(Saved entries)

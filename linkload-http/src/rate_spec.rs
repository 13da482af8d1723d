use common_env::Config;
use std::time::Duration;

pub const DEFAULT_TIME_UNIT: Duration = Duration::from_secs(1);
pub const DEFAULT_MAX_DURATION: Duration = Duration::from_secs(600);

#[derive(Debug, Clone, Copy, PartialEq, Eq)]
pub struct ConstantRate {
    pub count_per_sec: u32,
}

/// Start `rate` iterations per `time_unit` for `duration`, regardless of how long each takes.
///
/// Every iteration occupies one worker. `pre_allocated_workers` are available from the start,
/// more are added on demand up to `max_workers`. An iteration that finds no free worker at
/// `max_workers` is dropped. Within a cycle, iterations are started `request_bundle_size` at a
/// time, or more for high rates.
#[derive(Debug, Clone, PartialEq)]
pub struct ConstantArrivalRate {
    pub rate: ConstantRate,
    pub time_unit: Duration,
    pub duration: Duration,
    pub pre_allocated_workers: u32,
    pub max_workers: u32,
    pub graceful_stop: Duration,
    pub request_bundle_size: u32,
}

/// Run a fixed number of iterations, `workers` at a time, as fast as possible.
///
/// No iteration starts after `max_duration`.
#[derive(Debug, Clone, PartialEq)]
pub struct SharedIterations {
    pub iterations: u64,
    pub workers: u32,
    pub max_duration: Duration,
    pub graceful_stop: Duration,
}

#[derive(Debug, Clone, PartialEq)]
pub enum ExecutorSpec {
    ConstantArrivalRate(ConstantArrivalRate),
    SharedIterations(SharedIterations),
}

impl ExecutorSpec {
    pub fn name(&self) -> &'static str {
        match self {
            ExecutorSpec::ConstantArrivalRate(_) => "constant-arrival-rate",
            ExecutorSpec::SharedIterations(_) => "shared-iterations",
        }
    }
}

impl From<&Config> for ExecutorSpec {
    fn from(config: &Config) -> Self {
        match config.iterations {
            Some(iterations) => ExecutorSpec::SharedIterations(SharedIterations {
                iterations,
                workers: config.pre_allocated_workers,
                max_duration: DEFAULT_MAX_DURATION,
                graceful_stop: config.graceful_stop,
            }),
            None => ExecutorSpec::ConstantArrivalRate(ConstantArrivalRate {
                rate: ConstantRate {
                    count_per_sec: config.rate,
                },
                time_unit: DEFAULT_TIME_UNIT,
                duration: config.duration,
                pre_allocated_workers: config.pre_allocated_workers,
                max_workers: config.max_workers,
                graceful_stop: config.graceful_stop,
                request_bundle_size: config.request_bundle_size,
            }),
        }
    }
}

PROMPT: Reproduce each entry above without a single difference.

ANSWER:
filename linkload-http/src/rate_spec.rs
repository 13da482af8d1723d
use common_env::Config;
use std::time::Duration;

pub const DEFAULT_TIME_UNIT: Duration = Duration::from_secs(1);
pub const DEFAULT_MAX_DURATION: Duration = Duration::from_secs(600);

#[derive(Debug, Clone, Copy, PartialEq, Eq)]
pub struct ConstantRate {
    pub count_per_sec: u32,
}

/// Start `rate` iterations per `time_unit` for `duration`, regardless of how long each takes.
///
/// Every iteration occupies one worker. `pre_allocated_workers` are available from the start,
/// more are added on demand up to `max_workers`. An iteration that finds no free worker at
/// `max_workers` is dropped. Within a cycle, iterations are started `request_bundle_size` at a
/// time, or more for high rates.
#[derive(Debug, Clone, PartialEq)]
pub struct ConstantArrivalRate {
    pub rate: ConstantRate,
    pub time_unit: Duration,
    pub duration: Duration,
    pub pre_allocated_workers: u32,
    pub max_workers: u32,
    pub graceful_stop: Duration,
    pub request_bundle_size: u32,
}

/// Run a fixed number of iterations, `workers` at a time, as fast as possible.
///
/// No iteration starts after `max_duration`.
#[derive(Debug, Clone, PartialEq)]
pub struct SharedIterations {
    pub iterations: u64,
    pub workers: u32,
    pub max_duration: Duration,
    pub graceful_stop: Duration,
}

#[derive(Debug, Clone, PartialEq)]
pub enum ExecutorSpec {
    ConstantArrivalRate(ConstantArrivalRate),
    SharedIterations(SharedIterations),
}

impl ExecutorSpec {
    pub fn name(&self) -> &'static str {
        match self {
            ExecutorSpec::ConstantArrivalRate(_) => "constant-arrival-rate",
            ExecutorSpec::SharedIterations(_) => "shared-iterations",
        }
    }
}

impl From<&Config> for ExecutorSpec {
    fn from(config: &Config) -> Self {
        match config.iterations {
            Some(iterations) => ExecutorSpec::SharedIterations(SharedIterations {
                iterations,
                workers: config.pre_allocated_workers,
                max_duration: DEFAULT_MAX_DURATION,
                graceful_stop: config.graceful_stop,
            }),
            None => ExecutorSpec::ConstantArrivalRate(ConstantArrivalRate {
                rate: ConstantRate {
                    count_per_sec: config.rate,
                },
                time_unit: DEFAULT_TIME_UNIT,
                duration: config.duration,
                pre_allocated_workers: config.pre_allocated_workers,
                max_workers: config.max_workers,
                graceful_stop: config.graceful_stop,
                request_bundle_size: config.request_bundle_size,
            }),
        }
    }
}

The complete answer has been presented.